Stored data entries:
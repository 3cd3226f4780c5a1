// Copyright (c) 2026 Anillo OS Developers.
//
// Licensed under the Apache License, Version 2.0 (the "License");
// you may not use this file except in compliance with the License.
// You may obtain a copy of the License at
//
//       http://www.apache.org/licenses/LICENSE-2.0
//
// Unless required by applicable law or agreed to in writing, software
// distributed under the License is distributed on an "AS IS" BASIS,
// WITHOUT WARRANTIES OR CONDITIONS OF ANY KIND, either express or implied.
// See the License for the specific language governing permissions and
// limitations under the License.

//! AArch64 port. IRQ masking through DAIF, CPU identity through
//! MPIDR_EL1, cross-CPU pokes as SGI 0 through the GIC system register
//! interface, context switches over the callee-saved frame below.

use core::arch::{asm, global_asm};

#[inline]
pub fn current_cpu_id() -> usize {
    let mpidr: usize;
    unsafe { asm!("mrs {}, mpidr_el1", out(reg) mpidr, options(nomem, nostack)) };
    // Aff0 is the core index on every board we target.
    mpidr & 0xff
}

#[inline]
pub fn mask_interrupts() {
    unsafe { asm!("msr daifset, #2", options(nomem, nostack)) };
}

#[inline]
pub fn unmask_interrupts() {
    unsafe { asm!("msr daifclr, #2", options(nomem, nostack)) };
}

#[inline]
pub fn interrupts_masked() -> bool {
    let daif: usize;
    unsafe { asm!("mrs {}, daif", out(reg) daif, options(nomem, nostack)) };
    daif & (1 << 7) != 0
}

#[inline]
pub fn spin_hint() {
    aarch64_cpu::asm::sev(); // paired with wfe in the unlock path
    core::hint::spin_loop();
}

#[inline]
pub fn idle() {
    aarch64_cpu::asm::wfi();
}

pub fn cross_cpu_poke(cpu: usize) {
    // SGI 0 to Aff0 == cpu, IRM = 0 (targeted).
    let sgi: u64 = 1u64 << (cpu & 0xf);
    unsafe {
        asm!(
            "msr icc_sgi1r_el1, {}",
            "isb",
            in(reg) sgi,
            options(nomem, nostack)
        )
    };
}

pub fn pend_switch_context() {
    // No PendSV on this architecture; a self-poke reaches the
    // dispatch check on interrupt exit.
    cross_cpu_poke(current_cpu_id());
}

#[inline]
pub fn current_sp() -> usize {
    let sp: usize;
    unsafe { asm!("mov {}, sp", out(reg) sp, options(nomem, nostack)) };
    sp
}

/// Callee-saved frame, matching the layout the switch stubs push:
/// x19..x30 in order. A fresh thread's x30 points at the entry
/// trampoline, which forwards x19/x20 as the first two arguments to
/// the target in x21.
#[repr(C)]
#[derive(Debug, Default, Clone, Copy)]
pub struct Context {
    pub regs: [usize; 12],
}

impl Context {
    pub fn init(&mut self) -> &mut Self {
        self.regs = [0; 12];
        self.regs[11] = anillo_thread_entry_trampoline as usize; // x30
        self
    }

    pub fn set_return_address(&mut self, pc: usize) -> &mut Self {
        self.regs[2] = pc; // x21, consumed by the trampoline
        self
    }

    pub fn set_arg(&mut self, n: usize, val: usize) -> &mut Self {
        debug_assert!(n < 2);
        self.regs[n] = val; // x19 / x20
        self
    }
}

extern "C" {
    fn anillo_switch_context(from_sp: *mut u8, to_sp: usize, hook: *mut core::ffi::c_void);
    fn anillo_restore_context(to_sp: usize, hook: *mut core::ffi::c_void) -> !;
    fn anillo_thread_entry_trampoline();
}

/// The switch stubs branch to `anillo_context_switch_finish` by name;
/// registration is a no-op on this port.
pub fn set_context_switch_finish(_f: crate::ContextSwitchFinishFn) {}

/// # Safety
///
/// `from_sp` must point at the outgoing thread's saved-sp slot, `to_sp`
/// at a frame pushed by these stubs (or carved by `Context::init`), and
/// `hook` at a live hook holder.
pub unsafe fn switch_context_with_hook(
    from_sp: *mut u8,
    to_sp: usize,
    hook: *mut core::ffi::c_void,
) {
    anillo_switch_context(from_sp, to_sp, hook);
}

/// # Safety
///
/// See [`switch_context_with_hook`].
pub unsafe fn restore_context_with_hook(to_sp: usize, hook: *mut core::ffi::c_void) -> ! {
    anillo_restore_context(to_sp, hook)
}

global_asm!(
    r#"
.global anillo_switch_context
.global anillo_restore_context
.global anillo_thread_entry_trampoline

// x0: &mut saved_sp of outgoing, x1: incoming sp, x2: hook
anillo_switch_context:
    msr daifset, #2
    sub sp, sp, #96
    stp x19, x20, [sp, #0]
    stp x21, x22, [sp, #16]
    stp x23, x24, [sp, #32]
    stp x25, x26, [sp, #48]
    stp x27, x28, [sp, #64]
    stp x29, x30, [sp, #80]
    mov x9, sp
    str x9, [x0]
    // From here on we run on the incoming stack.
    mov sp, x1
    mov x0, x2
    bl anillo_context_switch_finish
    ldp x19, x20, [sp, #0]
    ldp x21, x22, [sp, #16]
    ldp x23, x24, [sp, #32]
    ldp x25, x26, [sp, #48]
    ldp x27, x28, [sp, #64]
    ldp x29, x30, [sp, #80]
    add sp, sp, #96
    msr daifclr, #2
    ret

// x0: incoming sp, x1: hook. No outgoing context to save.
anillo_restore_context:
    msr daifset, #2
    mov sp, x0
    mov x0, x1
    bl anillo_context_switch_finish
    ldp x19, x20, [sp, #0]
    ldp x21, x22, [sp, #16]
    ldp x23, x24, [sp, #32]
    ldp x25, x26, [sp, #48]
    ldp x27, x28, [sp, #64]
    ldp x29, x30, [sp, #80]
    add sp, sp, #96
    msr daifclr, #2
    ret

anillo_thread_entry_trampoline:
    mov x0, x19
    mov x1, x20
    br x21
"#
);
--
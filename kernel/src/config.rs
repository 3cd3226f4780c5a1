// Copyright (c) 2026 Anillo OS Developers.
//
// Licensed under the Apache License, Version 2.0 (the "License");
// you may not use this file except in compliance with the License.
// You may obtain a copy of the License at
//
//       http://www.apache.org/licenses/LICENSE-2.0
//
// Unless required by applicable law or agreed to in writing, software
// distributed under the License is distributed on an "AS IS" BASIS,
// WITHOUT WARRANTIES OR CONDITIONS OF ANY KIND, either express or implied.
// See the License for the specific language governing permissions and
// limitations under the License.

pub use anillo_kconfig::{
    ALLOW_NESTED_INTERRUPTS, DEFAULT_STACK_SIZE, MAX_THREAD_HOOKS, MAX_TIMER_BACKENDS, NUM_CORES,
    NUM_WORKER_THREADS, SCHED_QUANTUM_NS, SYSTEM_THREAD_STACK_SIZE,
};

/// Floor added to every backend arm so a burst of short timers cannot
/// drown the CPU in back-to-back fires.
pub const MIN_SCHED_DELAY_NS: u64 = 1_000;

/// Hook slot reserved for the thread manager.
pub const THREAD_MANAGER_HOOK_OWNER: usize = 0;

* EXERCISE
A single number is required: the count of lines in the data that contain the string "slot".

* TASK RESULT
2